Aging grandparents also struggle to feed and care for the children, charity workers and other officials said.
"Now protein deficiency is rampant,” Chowdhury said. A World Bank survey in 2014 in the region found more than half of children undernourished.
With parents away, child hostels are in huge demand in the region, local people say. Most – both charity-run and private – offer residential schooling.
But affordability is a major concern among poor villagers. As a result, many hostels, to keep costs down, provide only basic education and safe shelter.
"We cannot charge high fees for lodging of these children as parents cannot afford it. They often request us to admit the children with a promise of paying the fees later in the year, which never happens," said Anshumas Das, whose Sabuj Sangha charity runs a hostel for 50 left-behind children in Pathar Pratima, a group of Sundarbans islands.
"We just cannot drive the children away, on humanitarian grounds," he said.
In Pathar Pratima, scores of parents have migrated to cities such as Bangalore and New Delhi.
"My mother works as a domestic maid and my father washes cars. I stay here with my aunt," said 13-year old Sudipto Senapati, in Kedarpur village. "My parents have promised me that I will also shift to Delhi soon. I have been there a few times and I hate living here alone."
Often, however, such hopes remain unfulfilled, Das said.
"Parents generally live in shanties, schools are more expensive and cultural alienation is very high.

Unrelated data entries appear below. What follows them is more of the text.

#[cfg(test)]
mod tests {
    use super::*;
    use std::sync::atomic::{AtomicBool, AtomicUsize, Ordering};
    use std::time::Duration;
    use tokio::sync::Notify;

    #[derive(Default)]
    struct FakeSource {
        model_calls: AtomicUsize,
        team_calls: AtomicUsize,
        org_calls: AtomicUsize,
        fail_teams: AtomicBool,
        gate: Option<Arc<Notify>>,
        finished: AtomicBool,
    }

    impl FakeSource {
        fn calls(&self) -> (usize, usize, usize) {
            (
                self.model_calls.load(Ordering::SeqCst),
                self.team_calls.load(Ordering::SeqCst),
                self.org_calls.load(Ordering::SeqCst),
            )
        }
    }

    #[async_trait]
    impl ReferenceSource for FakeSource {
        async fn user_models(&self, _auth: &RequestAuth, user_id: &str, _role: UserRole) -> Result<Vec<String>> {
            self.model_calls.fetch_add(1, Ordering::SeqCst);
            if let Some(gate) = &self.gate {
                gate.notified().await;
                self.finished.store(true, Ordering::SeqCst);
            }
            Ok(vec![format!("model-for-{user_id}")])
        }

        async fn teams(&self, _auth: &RequestAuth, user_id: &str, _role: UserRole) -> Result<Vec<Team>> {
            self.team_calls.fetch_add(1, Ordering::SeqCst);
            if self.fail_teams.load(Ordering::SeqCst) {
                return Err(AppError::parse("teams unavailable"));
            }
            Ok(vec![Team {
                team_id: format!("team-of-{user_id}"),
                team_alias: None,
                organization_id: None,
                models: Vec::new(),
                spend: None,
                max_budget: None,
                blocked: false,
            }])
        }

        async fn organizations(&self, _auth: &RequestAuth) -> Result<Vec<Organization>> {
            self.org_calls.fetch_add(1, Ordering::SeqCst);
            Ok(vec![Organization {
                organization_id: "org-1".to_string(),
                organization_alias: None,
                models: Vec::new(),
                spend: None,
                budget_id: None,
            }])
        }
    }

    fn key(token: &str, user_id: &str, role: UserRole) -> Option<LoadKey> {
        LoadKey::from_parts(Some(RequestAuth::new(token, None)), Some(user_id), Some(role))
    }

    #[test]
    fn test_key_requires_all_parts() {
        let auth = Some(RequestAuth::new("sk-1", None));
        assert!(LoadKey::from_parts(None, Some("u-1"), Some(UserRole::Admin)).is_none());
        assert!(LoadKey::from_parts(auth.clone(), None, Some(UserRole::Admin)).is_none());
        assert!(LoadKey::from_parts(auth.clone(), Some(""), Some(UserRole::Admin)).is_none());
        assert!(LoadKey::from_parts(auth.clone(), Some("u-1"), None).is_none());
        assert!(LoadKey::from_parts(Some(RequestAuth::new("", None)), Some("u-1"), Some(UserRole::Admin)).is_none());
        assert!(LoadKey::from_parts(auth.clone(), Some("u-1"), Some(UserRole::Undefined)).is_none());
        assert!(LoadKey::from_parts(auth, Some("u-1"), Some(UserRole::Admin)).is_some());
    }

    #[tokio::test]
    async fn test_cancel_discards_queued_completions() {
        let source = Arc::new(FakeSource::default());
        let mut loader = ReferenceLoader::new(Arc::clone(&source));
        let mut data = ReferenceData::default();

        loader.sync(&Handle::current(), key("sk-1", "u-1", UserRole::AppUser));
        tokio::time::sleep(Duration::from_millis(20)).await;
        assert_eq!(source.calls(), (1, 1, 1));

        loader.cancel();
        assert!(loader.poll(&mut data).is_empty());
        assert_eq!(data, ReferenceData::default());
        assert!(!loader.is_loading());
    }

    #[tokio::test]
    async fn test_invalidate_discards_queued_completions() {
        let source = Arc::new(FakeSource::default());
        let mut loader = ReferenceLoader::new(Arc::clone(&source));
        let mut data = ReferenceData::default();

        loader.sync(&Handle::current(), key("sk-1", "u-1", UserRole::AppUser));
        tokio::time::sleep(Duration::from_millis(20)).await;
        let generation = loader.generation();

        loader.invalidate();
        assert!(loader.generation() > generation);
        assert!(loader.poll(&mut data).is_empty());
        assert!(data.user_models.is_empty());
        assert!(data.teams.is_none());
    }

    #[tokio::test]
    async fn test_no_fetch_without_identity() {
        let source = Arc::new(FakeSource::default());
        let mut loader = ReferenceLoader::new(Arc::clone(&source));

        assert!(!loader.sync(&Handle::current(), None));
        let mut data = ReferenceData::default();
        loader.settle(&mut data).await;

        assert_eq!(source.calls(), (0, 0, 0));
        assert_eq!(data, ReferenceData::default());
        assert!(!loader.is_loading());
    }

    #[tokio::test]
    async fn test_fetches_all_three_once() {
        let source = Arc::new(FakeSource::default());
        let mut loader = ReferenceLoader::new(Arc::clone(&source));
        let mut data = ReferenceData::default();

        assert!(loader.sync(&Handle::current(), key("sk-1", "u-1", UserRole::InternalUser)));
        assert!(loader.is_loading());
        let events = loader.settle(&mut data).await;

        assert_eq!(events.len(), 3);
        assert_eq!(source.calls(), (1, 1, 1));
        assert_eq!(data.user_models, vec!["model-for-u-1".to_string()]);
        assert_eq!(data.teams.as_ref().map(Vec::len), Some(1));
        assert_eq!(data.organizations.len(), 1);
        assert_eq!(data.keys, None);

        // Same identity does not re-trigger
        assert!(!loader.sync(&Handle::current(), key("sk-1", "u-1", UserRole::InternalUser)));
        loader.settle(&mut data).await;
        assert_eq!(source.calls(), (1, 1, 1));
    }

    #[tokio::test]
    async fn test_any_dependency_change_refetches_all() {
        let source = Arc::new(FakeSource::default());
        let mut loader = ReferenceLoader::new(Arc::clone(&source));
        let mut data = ReferenceData::default();

        loader.sync(&Handle::current(), key("sk-1", "u-1", UserRole::InternalUser));
        loader.settle(&mut data).await;

        assert!(loader.sync(&Handle::current(), key("sk-1", "u-2", UserRole::InternalUser)));
        loader.settle(&mut data).await;
        assert_eq!(source.calls(), (2, 2, 2));
        assert_eq!(data.teams.as_ref().unwrap()[0].team_id, "team-of-u-2");

        assert!(loader.sync(&Handle::current(), key("sk-2", "u-2", UserRole::InternalUser)));
        loader.settle(&mut data).await;
        assert_eq!(source.calls(), (3, 3, 3));

        assert!(loader.sync(&Handle::current(), key("sk-2", "u-2", UserRole::Admin)));
        loader.settle(&mut data).await;
        assert_eq!(source.calls(), (4, 4, 4));
        assert_eq!(loader.generation(), 4);
    }

    #[tokio::test]
    async fn test_invalidate_forces_refetch() {
        let source = Arc::new(FakeSource::default());
        let mut loader = ReferenceLoader::new(Arc::clone(&source));
        let mut data = ReferenceData::default();

        loader.sync(&Handle::current(), key("sk-1", "u-1", UserRole::Admin));
        loader.settle(&mut data).await;
        let generation = loader.generation();

        loader.invalidate();
        assert!(loader.sync(&Handle::current(), key("sk-1", "u-1", UserRole::Admin)));
        loader.settle(&mut data).await;
        assert_eq!(source.calls(), (2, 2, 2));
        assert_eq!(loader.generation(), generation + 2);
    }

    #[tokio::test]
    async fn test_failure_keeps_previous_collection() {
        let source = Arc::new(FakeSource::default());
        let mut loader = ReferenceLoader::new(Arc::clone(&source));
        let mut data = ReferenceData::default();

        loader.sync(&Handle::current(), key("sk-1", "u-1", UserRole::AppUser));
        loader.settle(&mut data).await;
        assert!(data.teams.is_some());

        source.fail_teams.store(true, Ordering::SeqCst);
        loader.sync(&Handle::current(), key("sk-1", "u-9", UserRole::AppUser));
        let events = loader.settle(&mut data).await;

        assert!(events.iter().any(|event| matches!(
            event,
            LoadEvent::Failed { kind: FetchKind::Teams, .. }
        )));
        assert_eq!(data.teams.as_ref().unwrap()[0].team_id, "team-of-u-1");
        assert_eq!(data.user_models, vec!["model-for-u-9".to_string()]);
        assert!(loader.last_error().unwrap().contains("teams unavailable"));
    }

    #[tokio::test]
    async fn test_stale_generation_is_dropped() {
        let source = Arc::new(FakeSource::default());
        let mut loader = ReferenceLoader::new(Arc::clone(&source));
        let mut data = ReferenceData::default();

        loader.sync(&Handle::current(), key("sk-1", "u-1", UserRole::AppUser));
        loader.settle(&mut data).await;

        loader
            .tx
            .send(Completion {
                generation: loader.generation() - 1,
                kind: FetchKind::UserModels,
                result: Ok(Fetched::UserModels(vec!["stale".to_string()])),
            })
            .unwrap();

        assert!(loader.poll(&mut data).is_empty());
        assert_eq!(data.user_models, vec!["model-for-u-1".to_string()]);
    }

    #[tokio::test]
    async fn test_drop_aborts_in_flight_fetches() {
        let gate = Arc::new(Notify::new());
        let source = Arc::new(FakeSource {
            gate: Some(Arc::clone(&gate)),
            ..Default::default()
        });

        let mut loader = ReferenceLoader::new(Arc::clone(&source));
        loader.sync(&Handle::current(), key("sk-1", "u-1", UserRole::AppUser));
        tokio::task::yield_now().await;
        drop(loader);

        gate.notify_waiters();
        tokio::time::sleep(Duration::from_millis(20)).await;
        assert!(!source.finished.load(Ordering::SeqCst));
    }

    #[tokio::test]
    async fn test_clearing_identity_cancels() {
        let gate = Arc::new(Notify::new());
        let source = Arc::new(FakeSource {
            gate: Some(Arc::clone(&gate)),
            ..Default::default()
        });
        let mut loader = ReferenceLoader::new(Arc::clone(&source));
        let mut data = ReferenceData::default();

        loader.sync(&Handle::current(), key("sk-1", "u-1", UserRole::AppUser));
        assert!(!loader.sync(&Handle::current(), None));
        assert!(!loader.is_loading());

        gate.notify_waiters();
        tokio::time::sleep(Duration::from_millis(20)).await;
        loader.poll(&mut data);
        assert!(data.user_models.is_empty());
    }
}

In Delhi schools, children speak Hindi, for example, an alien tongue,” he said.
Trafficking threat
Another hazard facing children left behind is child trafficking.

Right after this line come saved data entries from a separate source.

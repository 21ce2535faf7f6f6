//! Top navigation bar and status bar.

use eframe::egui::{self, Align, Layout, RichText};
use egui_phosphor::regular::{ARROWS_CLOCKWISE, CROWN, SIGN_OUT};

use super::components::{badge, colors};
use crate::models::ProxySettings;
use crate::session::Session;

/// Requests from the navigation bar.
#[derive(Debug, Clone, Copy, PartialEq, Eq)]
pub enum NavbarAction {
    None,
    Reload,
    Logout,
}

/// Show the navigation bar.
pub fn show(ctx: &egui::Context, session: Option<&Session>, proxy: &ProxySettings) -> NavbarAction {
    let mut action = NavbarAction::None;

    egui::TopBottomPanel::top("navbar").min_height(40.0).show(ctx, |ui| {
        ui.horizontal_centered(|ui| {
            ui.label(RichText::new("Gateway Console").size(18.0).strong());
            ui.add_space(10.0);
            ui.label(RichText::new(&proxy.base_url).weak());

            ui.with_layout(Layout::right_to_left(Align::Center), |ui| {
                let Some(session) = session else {
                    return;
                };

                if ui.button(format!("{SIGN_OUT}  Logout")).clicked() {
                    action = NavbarAction::Logout;
                }
                if ui.button(format!("{ARROWS_CLOCKWISE}  Reload")).clicked() {
                    action = NavbarAction::Reload;
                }

                ui.add_space(10.0);
                if session.premium_user {
                    badge(ui, &format!("{CROWN} Premium"), colors::WARNING);
                }
                badge(ui, session.user_role.label(), colors::ACCENT);
                if let Some(email) = &session.user_email {
                    ui.label(email);
                }
            });
        });

        if let Some(session) = session
            && session.show_sso_banner
            && !session.premium_user
        {
            ui.colored_label(
                colors::WARNING,
                "Signed in with username and password. Single sign-on is available with an enterprise license.",
            );
            ui.add_space(4.0);
        }
    });

    action
}

/// Render status bar (display only, no interaction).
pub fn show_status_bar(ctx: &egui::Context, loading: bool, error: Option<&str>, location: &str) {
    egui::TopBottomPanel::bottom("status_bar")
        .min_height(28.0)
        .show(ctx, |ui| {
            ui.horizontal(|ui| {
                if loading {
                    ui.spinner();
                    ui.colored_label(colors::WARNING, "Loading reference data...");
                } else if let Some(error) = error {
                    ui.colored_label(colors::ERROR, format!("Error: {error}"));
                } else {
                    ui.colored_label(colors::SUCCESS, "Ready");
                }

                ui.with_layout(Layout::right_to_left(Align::Center), |ui| {
                    ui.label(RichText::new(location).weak().monospace());
                });
            });
        });
}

"With parents away, young girls and boys are soft targets to lure into trafficking. We could only rescue a tiny fraction of the total number of children trafficked over the past five years,” said Dinabandhu Das, secretary of the Joygopalpur Youth Development Centre, a Sandeshkhali non-governmental organization that rescues trafficked children with the help of the police.
The state of West Bengal, where the Sundarbans is located, had the country’s highest rate of child trafficking in 2013, with 669 registered cases – a figure considered a gross underestimate as the crime is underreported, Das said.
Young mothers who migrate in search of work also sometimes fall victim to trafficking and fail to return to their children, he added.
The pressures of migrant work also lead to the breakdown of marriages in some cases, which means one or both parents may fail to return, or single parents fail to earn enough to bring their children to join them, families said.
With the number of children living without parents rising, having more state-run residential schools would be a huge help, said Subhas Acharya, for two decades a joint director of the Department of Sundarban Affairs and a resident of Pathar Pratima.
"You cannot castigate people for having aspirations and ambitions. Now that the social arrangements have changed and extended families have disintegrated, we have to find a viable solution for these children,” he said.
He fears the problem will continue to grow as Sundarbans families struggle not only with climate change but with growing population levels and eroding resources.
"The land resource is finite and a population of 4.4 million cannot be sustained within it. Fish stocks have diminished and forest dwelling involves high risks. On top, climatic changes here are already evident and well-documented," he said.
But hostels and shelters can never replace the love and care of parents, warned Anshumas Das. "Even if the children live with their grandparents, they feel neglected and depressed. These are the new-age orphans," he said.
Nripen, 11-year-old Srijita's grandfather, agrees. Since his daughter and son-in-law left for work in the garment factory, Srijita has suffered bouts of depression and been held back in school, he said.
"If we die early, she will be entirely left to her own devices, a thought that scares me," he said, walking wearily to the boat that had just arrived. It was time to ferry Srijita to the other side.